The report spotlights some standout deals that capture what is happening in the market:

  • Temasek & TPG investing in Manipal Health Enterprises
  • KKR’s acquisition of Healthium Medtech
  • Blackstone’s fresh capital infusion into CARE Hospitals

On the exit side:

  • KKR’s partial exit from Max Healthcare
  • Temasek’s strategic buy-in at Manipal Hospitals

Each of these deals tells a story of a market in transformation and investors capitalising on that shift.

Why EY & IVCA insights matter

When it comes to understanding India’s investment landscape, few sources are as credible as EY and IVCA. EY brings global expertise and data-driven analysis, while IVCA offers an insider’s view from the heart of India’s PE/VC ecosystem.

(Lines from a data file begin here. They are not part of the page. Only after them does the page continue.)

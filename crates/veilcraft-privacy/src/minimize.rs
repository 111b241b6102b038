//! Role-aware data minimization over arbitrary JSON structures.
//!
//! Fields named in the configured PII set are masked or redacted according
//! to an explicit policy table keyed by anonymization level and caller
//! role. String values elsewhere in the structure are scanned for embedded
//! PII patterns (email, phone, SSN, credit card, IP address) whenever the
//! policy masks for this caller.

use std::collections::HashSet;

use once_cell::sync::Lazy;
use regex::Regex;
use serde_json::{Map, Value};
use veilcraft_core::{AnonymizationLevel, UserRole};

/// Placeholder written over fully redacted fields.
pub const REDACTED_PLACEHOLDER: &str = "[REDACTED]";

// Compiled patterns for embedded PII in free-text values (compiled once,
// reused). Ordered so that more specific patterns claim their text first.
static EMAIL_RE: Lazy<Regex> =
    Lazy::new(|| Regex::new(r"[a-zA-Z0-9._%+-]+@[a-zA-Z0-9.-]+\.[a-zA-Z]{2,}").unwrap());
static SSN_RE: Lazy<Regex> = Lazy::new(|| Regex::new(r"\b\d{3}-\d{2}-\d{4}\b").unwrap());
static CC_RE: Lazy<Regex> =
    Lazy::new(|| Regex::new(r"\b(?:\d{4}[-\s]?){3}\d{4}\b").unwrap());
static PHONE_RE: Lazy<Regex> = Lazy::new(|| {
    Regex::new(r"(?:\+?1[-.\s]?)?\(?\d{3}\)?[-.\s]?\d{3}[-.\s]?\d{4}").unwrap()
});
static IP_RE: Lazy<Regex> = Lazy::new(|| {
    Regex::new(r"\b(?:(?:25[0-5]|2[0-4]\d|[01]?\d\d?)\.){3}(?:25[0-5]|2[0-4]\d|[01]?\d\d?)\b")
        .unwrap()
});

static EMBEDDED_PATTERNS: Lazy<Vec<(&'static str, &'static Regex)>> = Lazy::new(|| {
    vec![
        ("[EMAIL]", &EMAIL_RE),
        ("[SSN]", &SSN_RE),
        ("[CREDIT_CARD]", &CC_RE),
        ("[PHONE]", &PHONE_RE),
        ("[IP_ADDRESS]", &IP_RE),
    ]
});

/// What the policy does to a PII-named field.
#[derive(Debug, Clone, Copy, PartialEq, Eq)]
enum FieldAction {
    Keep,
    Mask,
    Redact,
}

/// Policy table for PII-named fields. Privileged roles see originals at
/// the partial level and nothing more: full redaction has no role
/// override.
fn field_action(level: AnonymizationLevel, role: UserRole) -> FieldAction {
    use UserRole::*;
    match (level, role) {
        (AnonymizationLevel::None, _) => FieldAction::Keep,
        (AnonymizationLevel::Partial, Admin | SecurityOfficer) => FieldAction::Keep,
        (AnonymizationLevel::Partial, Operator | Viewer) => FieldAction::Mask,
        (AnonymizationLevel::Full, Admin | SecurityOfficer | Operator | Viewer) => {
            FieldAction::Redact
        }
    }
}

pub(crate) struct MinimizeOutcome {
    pub value: Value,
    pub redactions: u64,
}

/// Produce a minimized copy of `data`. The input is never mutated.
pub(crate) fn minimize(
    data: &Value,
    level: AnonymizationLevel,
    role: UserRole,
    pii_fields: &HashSet<String>,
) -> MinimizeOutcome {
    if level == AnonymizationLevel::None {
        return MinimizeOutcome {
            value: data.clone(),
            redactions: 0,
        };
    }

    let action = field_action(level, role);
    let scrub_text = action != FieldAction::Keep;
    let mut redactions = 0;
    let value = walk(data, action, scrub_text, pii_fields, &mut redactions);
    MinimizeOutcome { value, redactions }
}

fn walk(
    value: &Value,
    action: FieldAction,
    scrub_text: bool,
    pii_fields: &HashSet<String>,
    redactions: &mut u64,
) -> Value {
    match value {
        Value::Object(map) => {
            let mut out = Map::with_capacity(map.len());
            for (key, val) in map {
                if pii_fields.contains(&key.to_lowercase()) {
                    out.insert(key.clone(), apply_action(val, action, redactions));
                } else {
                    out.insert(key.clone(), walk(val, action, scrub_text, pii_fields, redactions));
                }
            }
            Value::Object(out)
        }
        Value::Array(items) => Value::Array(
            items
                .iter()
                .map(|item| walk(item, action, scrub_text, pii_fields, redactions))
                .collect(),
        ),
        Value::String(text) if scrub_text => match scrub(text) {
            Some(clean) => {
                *redactions += 1;
                Value::String(clean)
            }
            None => value.clone(),
        },
        other => other.clone(),
    }
}

fn apply_action(value: &Value, action: FieldAction, redactions: &mut u64) -> Value {
    match action {
        FieldAction::Keep => value.clone(),
        FieldAction::Mask => {
            *redactions += 1;
            Value::String(mask_value(value))
        }
        FieldAction::Redact => {
            *redactions += 1;
            Value::String(REDACTED_PLACEHOLDER.into())
        }
    }
}

/// Partially obscure a value: strings keep their first and last character,
/// everything else collapses to the mask.
fn mask_value(value: &Value) -> String {
    match value {
        Value::String(s) => {
            let chars: Vec<char> = s.chars().collect();
            if chars.len() > 2 {
                format!("{}***{}", chars[0], chars[chars.len() - 1])
            } else {
                "***".into()
            }
        }
        _ => "***".into(),
    }
}

/// Replace embedded PII patterns in free text. Returns `None` when the
/// text contains none.
fn scrub(text: &str) -> Option<String> {
    let mut out = text.to_string();
    let mut changed = false;
    for (label, regex) in EMBEDDED_PATTERNS.iter() {
        if regex.is_match(&out) {
            out = regex.replace_all(&out, *label).into_owned();
            changed = true;
        }
    }
    changed.then_some(out)
}
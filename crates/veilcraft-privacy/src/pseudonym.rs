//! Deterministic pseudonym derivation via salted SHA-256.

use serde::Serialize;
use sha2::{Digest, Sha256};

/// Hex characters of the digest kept in the pseudonym.
const PSEUDONYM_LEN: usize = 16;

/// Response shape for an anonymized-ID lookup.
#[derive(Debug, Clone, Serialize)]
pub struct PseudonymRecord {
    #[serde(rename = "originalId")]
    pub original_id: String,
    #[serde(rename = "anonymizedId")]
    pub anonymized_id: String,
    #[serde(rename = "saltUsed")]
    pub salt_used: String,
}

/// Derive the pseudonym for `(original_id, salt)`.
///
/// One-way: recovering the input requires both the id and the salt. The
/// salt is hashed before the id with a separator byte so that
/// `("ab", "c")` and `("a", "bc")` cannot collide.
pub(crate) fn derive(original_id: &str, salt: &str) -> String {
    let mut hasher = Sha256::new();
    hasher.update(salt.as_bytes());
    hasher.update([0x1f]);
    hasher.update(original_id.as_bytes());
    let digest = hex::encode(hasher.finalize());
    format!("anon_{}", &digest[..PSEUDONYM_LEN])
}
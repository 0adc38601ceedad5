use anyhow::{Context, Result};
use std::path::Path;
use symphonia::core::audio::SampleBuffer;
use symphonia::core::codecs::{DecoderOptions, CODEC_TYPE_NULL};
use symphonia::core::errors::Error as SymphoniaError;
use symphonia::core::formats::FormatOptions;
use symphonia::core::io::MediaSourceStream;
use symphonia::core::meta::MetadataOptions;
use symphonia::core::probe::Hint;

/// A fully decoded mono track.
pub struct Track {
    pub samples: Vec<f32>,
    pub sample_rate: u32,
}

impl Track {
    pub fn duration(&self) -> f32 {
        if self.sample_rate == 0 {
            return 0.0;
        }
        self.samples.len() as f32 / self.sample_rate as f32
    }
}

/// Decode a WAV/MP3/FLAC/OGG/AAC file into mono samples.
pub fn load_track(path: &Path) -> Result<Track> {
    let file = std::fs::File::open(path)
        .with_context(|| format!("Failed to open audio file: {}", path.display()))?;

    let mss = MediaSourceStream::new(Box::new(file), Default::default());

    let mut hint = Hint::new();
    if let Some(ext) = path.extension().and_then(|e| e.to_str()) {
        hint.with_extension(ext);
    }

    let probed = symphonia::default::get_probe()
        .format(&hint, mss, &FormatOptions::default(), &MetadataOptions::default())
        .context("Failed to probe audio format")?;

    let mut format = probed.format;

    let track = format
        .tracks()
        .iter()
        .find(|t| t.codec_params.codec != CODEC_TYPE_NULL)
        .context("No audio tracks found")?;

    let track_id = track.id;
    let channels = track.codec_params.channels.map_or(1, |c| c.count());
    let sample_rate = track.codec_params.sample_rate.context("Unknown sample rate")?;

    let mut decoder = symphonia::default::get_codecs()
        .make(&track.codec_params, &DecoderOptions::default())
        .context("Failed to create audio decoder")?;

    let mut samples: Vec<f32> = Vec::new();
    let mut sample_buf: Option<SampleBuffer<f32>> = None;

    loop {
        let packet = match format.next_packet() {
            Ok(packet) => packet,
            Err(SymphoniaError::IoError(ref e)) if e.kind() == std::io::ErrorKind::UnexpectedEof => {
                break;
            }
            Err(e) => return Err(e.into()),
        };

        if packet.track_id() != track_id {
            continue;
        }

        let decoded = match decoder.decode(&packet) {
            Ok(d) => d,
            Err(SymphoniaError::DecodeError(msg)) => {
                log::warn!("Skipping undecodable packet: {}", msg);
                continue;
            }
            Err(e) => return Err(e.into()),
        };

        let spec = *decoded.spec();
        let capacity = decoded.capacity() as u64;
        // Reallocate only when a packet outgrows the current buffer
        if sample_buf.as_ref().map_or(true, |b| (b.capacity() as u64) < capacity) {
            sample_buf = Some(SampleBuffer::<f32>::new(capacity, spec));
        }
        let Some(buf) = sample_buf.as_mut() else {
            continue;
        };
        buf.copy_interleaved_ref(decoded);

        downmix_into(buf.samples(), channels, &mut samples);
    }

    let track = Track { samples, sample_rate };
    log::info!(
        "Decoded {}: {} samples, {}Hz, {:.1}s",
        path.display(),
        track.samples.len(),
        track.sample_rate,
        track.duration()
    );

    Ok(track)
}

/// Average interleaved frames down to one channel.
fn downmix_into(interleaved: &[f32], channels: usize, out: &mut Vec<f32>) {
    if channels <= 1 {
        out.extend_from_slice(interleaved);
        return;
    }
    out.extend(
        interleaved
            .chunks(channels)
            .map(|frame| frame.iter().sum::<f32>() / channels as f32),
    );
}

#[cfg(test)]
mod tests {
    use super::*;

    #[test]
    fn downmix_averages_channels() {
        let mut out = Vec::new();
        downmix_into(&[1.0, 0.0, 0.5, 0.5, -1.0, 1.0], 2, &mut out);
        assert_eq!(out, vec![0.5, 0.5, 0.0]);
    }

    #[test]
    fn mono_passes_through() {
        let mut out = vec![9.0];
        downmix_into(&[0.1, 0.2], 1, &mut out);
        assert_eq!(out, vec![9.0, 0.1, 0.2]);
    }

    #[test]
    fn duration_in_seconds() {
        let track = Track { samples: vec![0.0; 22050], sample_rate: 44100 };
        assert!((track.duration() - 0.5).abs() < 1e-6);
    }
}
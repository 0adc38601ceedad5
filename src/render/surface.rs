use serde::Serialize;

#[derive(Clone, Copy, Debug, PartialEq, Serialize)]
pub struct Color {
    pub r: u8,
    pub g: u8,
    pub b: u8,
    pub a: u8,
}

impl Color {
    pub const WHITE: Color = Color::rgb(255, 255, 255);
    pub const RED: Color = Color::rgb(255, 0, 0);
    pub const BLUE: Color = Color::rgb(0, 0, 255);
    pub const YELLOW: Color = Color::rgb(255, 255, 0);
    pub const GREY: Color = Color::rgb(128, 128, 128);

    pub const fn rgb(r: u8, g: u8, b: u8) -> Self {
        Self { r, g, b, a: 255 }
    }

    pub const fn gray(level: u8) -> Self {
        Self::rgb(level, level, level)
    }

    pub const fn with_alpha(self, a: u8) -> Self {
        Self { a, ..self }
    }

    /// Linear interpolation per channel, `t` clamped to [0, 1].
    pub fn lerp(self, other: Color, t: f32) -> Color {
        let t = if t.is_nan() { 0.0 } else { t.clamp(0.0, 1.0) };
        let mix = |a: u8, b: u8| (a as f32 + (b as f32 - a as f32) * t).round() as u8;
        Color {
            r: mix(self.r, other.r),
            g: mix(self.g, other.g),
            b: mix(self.b, other.b),
            a: mix(self.a, other.a),
        }
    }
}

#[derive(Clone, Copy, Debug, PartialEq, Eq)]
pub enum RectMode {
    Corner,
    Center,
}

/// Handle to an offscreen layer created by a surface.
#[derive(Clone, Copy, Debug, PartialEq, Eq, Hash)]
pub struct LayerId(usize);

/// Immediate-mode drawing target. Transforms stack with `push`/`pop`.
///
/// Offscreen layers keep their pixels between frames. `target` redirects the
/// following calls into a layer until it is reset to `None`.
pub trait DrawSurface {
    fn width(&self) -> f32;
    fn height(&self) -> f32;
    fn background(&mut self, color: Color);
    fn push(&mut self);
    fn pop(&mut self);
    fn translate(&mut self, x: f32, y: f32);
    fn rotate(&mut self, angle: f32);
    fn fill(&mut self, color: Option<Color>);
    fn stroke(&mut self, color: Option<Color>);
    fn stroke_weight(&mut self, weight: f32);
    fn rect_mode(&mut self, mode: RectMode);
    fn circle(&mut self, x: f32, y: f32, diameter: f32);
    fn rect(&mut self, x: f32, y: f32, w: f32, h: f32);
    fn create_layer(&mut self, width: f32, height: f32) -> LayerId;
    fn target(&mut self, layer: Option<LayerId>);
    /// Draw `layer` stretched into the given rectangle of the current target.
    fn draw_layer(&mut self, layer: LayerId, x: f32, y: f32, w: f32, h: f32);
}

#[derive(Clone, Debug, PartialEq)]
pub enum DrawCommand {
    Background(Color),
    Push,
    Pop,
    Translate { x: f32, y: f32 },
    Rotate(f32),
    Fill(Option<Color>),
    Stroke(Option<Color>),
    StrokeWeight(f32),
    RectMode(RectMode),
    Circle { x: f32, y: f32, diameter: f32 },
    Rect { x: f32, y: f32, w: f32, h: f32 },
    CreateLayer { layer: LayerId, width: f32, height: f32 },
    Target(Option<LayerId>),
    DrawLayer { layer: LayerId, x: f32, y: f32, w: f32, h: f32 },
}

/// Surface that records every call for later playback or inspection.
#[derive(Clone, Debug)]
pub struct CommandList {
    width: f32,
    height: f32,
    commands: Vec<DrawCommand>,
    layers: usize,
}

impl CommandList {
    pub fn new(width: u32, height: u32) -> Self {
        Self {
            width: width as f32,
            height: height as f32,
            commands: Vec::new(),
            layers: 0,
        }
    }

    #[cfg(test)]
    pub fn commands(&self) -> &[DrawCommand] {
        &self.commands
    }

    /// Drop the recorded commands. Layers stay valid.
    pub fn clear(&mut self) {
        self.commands.clear();
    }

    pub fn count(&self, pred: impl Fn(&DrawCommand) -> bool) -> usize {
        self.commands.iter().filter(|c| pred(c)).count()
    }
}

impl DrawSurface for CommandList {
    fn width(&self) -> f32 {
        self.width
    }
    fn height(&self) -> f32 {
        self.height
    }
    fn background(&mut self, color: Color) {
        self.commands.push(DrawCommand::Background(color));
    }
    fn push(&mut self) {
        self.commands.push(DrawCommand::Push);
    }
    fn pop(&mut self) {
        self.commands.push(DrawCommand::Pop);
    }
    fn translate(&mut self, x: f32, y: f32) {
        self.commands.push(DrawCommand::Translate { x, y });
    }
    fn rotate(&mut self, angle: f32) {
        self.commands.push(DrawCommand::Rotate(angle));
    }
    fn fill(&mut self, color: Option<Color>) {
        self.commands.push(DrawCommand::Fill(color));
    }
    fn stroke(&mut self, color: Option<Color>) {
        self.commands.push(DrawCommand::Stroke(color));
    }
    fn stroke_weight(&mut self, weight: f32) {
        self.commands.push(DrawCommand::StrokeWeight(weight));
    }
    fn rect_mode(&mut self, mode: RectMode) {
        self.commands.push(DrawCommand::RectMode(mode));
    }
    fn circle(&mut self, x: f32, y: f32, diameter: f32) {
        self.commands.push(DrawCommand::Circle { x, y, diameter });
    }
    fn rect(&mut self, x: f32, y: f32, w: f32, h: f32) {
        self.commands.push(DrawCommand::Rect { x, y, w, h });
    }
    fn create_layer(&mut self, width: f32, height: f32) -> LayerId {
        let layer = LayerId(self.layers);
        self.layers += 1;
        self.commands.push(DrawCommand::CreateLayer { layer, width, height });
        layer
    }
    fn target(&mut self, layer: Option<LayerId>) {
        self.commands.push(DrawCommand::Target(layer));
    }
    fn draw_layer(&mut self, layer: LayerId, x: f32, y: f32, w: f32, h: f32) {
        self.commands.push(DrawCommand::DrawLayer { layer, x, y, w, h });
    }
}

#[cfg(test)]
mod tests {
    use super::*;

    #[test]
    fn lerp_endpoints_and_midpoint() {
        assert_eq!(Color::RED.lerp(Color::YELLOW, 0.0), Color::RED);
        assert_eq!(Color::RED.lerp(Color::YELLOW, 1.0), Color::YELLOW);
        assert_eq!(Color::RED.lerp(Color::YELLOW, 0.5), Color::rgb(255, 128, 0));
        assert_eq!(Color::RED.lerp(Color::YELLOW, f32::NAN), Color::RED);
    }

    #[test]
    fn records_calls_in_order() {
        let mut list = CommandList::new(10, 20);
        list.push();
        list.circle(1.0, 2.0, 3.0);
        list.pop();
        assert_eq!(list.height(), 20.0);
        assert_eq!(
            list.commands(),
            &[
                DrawCommand::Push,
                DrawCommand::Circle { x: 1.0, y: 2.0, diameter: 3.0 },
                DrawCommand::Pop
            ]
        );
        assert_eq!(list.count(|c| matches!(c, DrawCommand::Circle { .. })), 1);
    }

    #[test]
    fn layers_outlive_clear() {
        let mut list = CommandList::new(10, 20);
        let first = list.create_layer(10.0, 20.0);
        list.clear();
        let second = list.create_layer(5.0, 5.0);
        assert_ne!(first, second);
        assert_eq!(
            list.commands(),
            &[DrawCommand::CreateLayer { layer: second, width: 5.0, height: 5.0 }]
        );
    }
}
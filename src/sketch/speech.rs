use std::fmt;

#[derive(Clone, Copy, Debug, PartialEq, Eq)]
pub enum Command {
    White,
    Black,
    Faster,
    Slower,
}

impl Command {
    /// Checked in this order; the first keyword found in the word wins.
    const ALL: [Command; 4] = [Command::White, Command::Black, Command::Faster, Command::Slower];

    pub fn keyword(self) -> &'static str {
        match self {
            Command::White => "white",
            Command::Black => "black",
            Command::Faster => "faster",
            Command::Slower => "slower",
        }
    }
}

impl fmt::Display for Command {
    fn fmt(&self, f: &mut fmt::Formatter<'_>) -> fmt::Result {
        f.write_str(self.keyword())
    }
}

/// Edge-triggered voice commands: a command fires only when it differs from the last one.
#[derive(Debug, Default)]
pub struct SpeechCommandInterpreter {
    last: Option<Command>,
}

impl SpeechCommandInterpreter {
    pub fn new() -> Self {
        Self::default()
    }

    /// Inspect the trailing word of a (possibly interim) transcript.
    pub fn interpret(&mut self, utterance: &str) -> Option<Command> {
        let word = utterance.split_whitespace().last()?.to_lowercase();
        let command = Command::ALL
            .into_iter()
            .find(|c| word.contains(c.keyword()) && self.last != Some(*c))?;
        self.last = Some(command);
        Some(command)
    }
}
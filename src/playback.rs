use crate::audio::features::AnalysisRecord;
use crate::sketch::Event;
use crate::speech::transcript::Utterance;

/// An event and the playback position, in seconds, it is delivered at.
#[derive(Clone, Debug)]
pub struct TimedEvent {
    pub time: f32,
    pub event: Event,
}

/// Simulated playback of a decoded track.
#[derive(Clone, Copy, Debug)]
pub struct Playback {
    pub sample_rate: u32,
    pub buffer_size: usize,
    pub fps: u32,
    pub duration: f32,
}

impl Playback {
    /// The analyzer fires once buffer `k` has been completely played.
    pub fn analysis_time(&self, k: usize) -> f32 {
        ((k + 1) * self.buffer_size) as f32 / self.sample_rate as f32
    }

    /// Render ticks that fit in the track.
    pub fn frame_count(&self) -> usize {
        if self.fps == 0 || self.duration <= 0.0 {
            return 0;
        }
        (self.duration * self.fps as f32).ceil() as usize
    }

    /// Every event of one playback, ordered by time.
    ///
    /// Simultaneous events keep the order start, analysis, speech, render, end.
    pub fn timeline(&self, records: Vec<AnalysisRecord>, utterances: Vec<Utterance>) -> Vec<TimedEvent> {
        let frames = self.frame_count();
        let mut events = Vec::with_capacity(records.len() + utterances.len() + frames + 2);

        events.push(TimedEvent { time: 0.0, event: Event::PlaybackStarted });
        events.extend(records.into_iter().enumerate().map(|(k, record)| TimedEvent {
            time: self.analysis_time(k),
            event: Event::Analysis(record),
        }));
        events.extend(utterances.into_iter().map(|u| TimedEvent {
            time: u.time,
            event: Event::Speech(u.text),
        }));
        events.extend((0..frames).map(|n| TimedEvent {
            time: n as f32 / self.fps as f32,
            event: Event::Render,
        }));
        events.push(TimedEvent { time: self.duration, event: Event::PlaybackEnded });

        // stable: ties keep insertion order
        events.sort_by(|a, b| a.time.total_cmp(&b.time));
        events
    }
}

#[cfg(test)]
mod tests {
    use super::*;

    fn kinds(events: &[TimedEvent]) -> Vec<&'static str> {
        events
            .iter()
            .map(|e| match e.event {
                Event::PlaybackStarted => "start",
                Event::Analysis(_) => "analysis",
                Event::Speech(_) => "speech",
                Event::Render => "render",
                Event::PlaybackEnded => "end",
            })
            .collect()
    }

    fn playback() -> Playback {
        // 4 buffers of 0.25s, 4 frames of 0.25s
        Playback { sample_rate: 2048, buffer_size: 512, fps: 4, duration: 1.0 }
    }

    #[test]
    fn interleaves_by_time() {
        let records = vec![AnalysisRecord::new(); 4];
        let utterances = vec![Utterance { time: 0.6, text: "black".into() }];
        let events = playback().timeline(records, utterances);

        assert_eq!(
            kinds(&events),
            vec![
                "start", "render", "analysis", "render", "analysis", "render", "speech",
                "analysis", "render", "analysis", "end",
            ]
        );
        assert_eq!(events.last().map(|e| e.time), Some(1.0));
    }

    #[test]
    fn analysis_after_full_buffer() {
        let p = playback();
        assert_eq!(p.analysis_time(0), 0.25);
        assert_eq!(p.analysis_time(3), 1.0);
    }

    #[test]
    fn frame_count_rounds_up() {
        let p = Playback { sample_rate: 44100, buffer_size: 512, fps: 60, duration: 0.51 };
        assert_eq!(p.frame_count(), 31);
        let silent = Playback { duration: 0.0, ..p };
        assert_eq!(silent.frame_count(), 0);
        assert_eq!(kinds(&silent.timeline(Vec::new(), Vec::new())), vec!["start", "end"]);
    }

    #[test]
    fn speech_at_zero_follows_start() {
        let utterances = vec![Utterance { time: 0.0, text: "white".into() }];
        let events = playback().timeline(Vec::new(), utterances);
        assert_eq!(&kinds(&events)[..3], &["start", "speech", "render"]);
    }
}
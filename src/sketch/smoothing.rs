use std::collections::VecDeque;

use crate::error::SketchError;

/// Trailing average over the last `size` valid samples, seeded with zeros.
#[derive(Clone, Debug)]
pub struct MovingAverage {
    window: VecDeque<f32>,
}

impl MovingAverage {
    pub fn new(size: usize) -> Result<Self, SketchError> {
        if size == 0 {
            return Err(SketchError::ZeroWindow);
        }
        Ok(Self {
            window: std::iter::repeat(0.0).take(size).collect(),
        })
    }

    /// Push `value` and return the new average.
    ///
    /// NaN samples are discarded: the window is untouched and `None` is returned.
    pub fn update(&mut self, value: f32) -> Option<f32> {
        if value.is_nan() {
            return None;
        }
        self.window.pop_front();
        self.window.push_back(value);
        Some(self.average())
    }

    pub fn average(&self) -> f32 {
        self.window.iter().sum::<f32>() / self.window.len() as f32
    }

    /// Back to all zeros.
    pub fn reset(&mut self) {
        self.window.iter_mut().for_each(|v| *v = 0.0);
    }
}

#[cfg(test)]
mod tests {
    use super::*;

    #[test]
    fn zero_size_is_rejected() {
        assert_eq!(MovingAverage::new(0).err(), Some(SketchError::ZeroWindow));
    }

    #[test]
    fn first_update_divides_by_window() {
        for k in 1..=12 {
            let mut avg = MovingAverage::new(k).unwrap();
            let got = avg.update(6.0).unwrap();
            assert!((got - 6.0 / k as f32).abs() < 1e-6);
            assert_eq!(avg.window.len(), k);
        }
    }

    #[test]
    fn oldest_sample_drops_out() {
        let mut avg = MovingAverage::new(3).unwrap();
        avg.update(3.0);
        avg.update(6.0);
        assert_eq!(avg.update(9.0), Some(6.0));
        assert_eq!(avg.update(0.0), Some(5.0));
    }

    #[test]
    fn nan_is_a_no_op() {
        let mut with_nan = MovingAverage::new(4).unwrap();
        let mut without = MovingAverage::new(4).unwrap();
        for v in [1.0, 2.0, 3.0] {
            with_nan.update(v);
            without.update(v);
        }
        assert_eq!(with_nan.update(f32::NAN), None);
        assert_eq!(with_nan.update(4.0), without.update(4.0));
        assert_eq!(with_nan.window.len(), 4);
    }

    #[test]
    fn valid_inputs_never_produce_nan() {
        let mut avg = MovingAverage::new(5).unwrap();
        for i in 0..50 {
            let v = (i as f32 * 0.7).sin() * 100.0;
            assert!(!avg.update(v).unwrap().is_nan());
        }
    }

    #[test]
    fn reset_zeroes_window() {
        let mut avg = MovingAverage::new(2).unwrap();
        avg.update(10.0);
        avg.reset();
        assert_eq!(avg.average(), 0.0);
        assert_eq!(avg.update(2.0), Some(1.0));
    }
}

Together, their reports provide not just numbers, but actionable insights that serious investors rely on. They track real deals and trends, not guesswork. Their reputations hinge on accuracy by blending big-picture context with local nuances.

In short: When EY and IVCA speak, investors listen.  

Conclusion: A healthy outlook for healthtech investment

The EY-IVCA report paints a clear picture: India’s healthcare sector is booming, and it’s not a short-term spike.

With a blend of strong demand, digital innovation, and investor-friendly dynamics, the sector is primed for sustained growth. Hospitals and healthtech startups are leading the charge, offering investors the perfect mix of high returns and long-term impact.

For PE/VC players, this is a rare opportunity to be part of a sector that’s transforming how healthcare works in one of the world’s most dynamic markets.

To conclude: India’s healthcare sector isn’t just on the radar, it’s centre stage.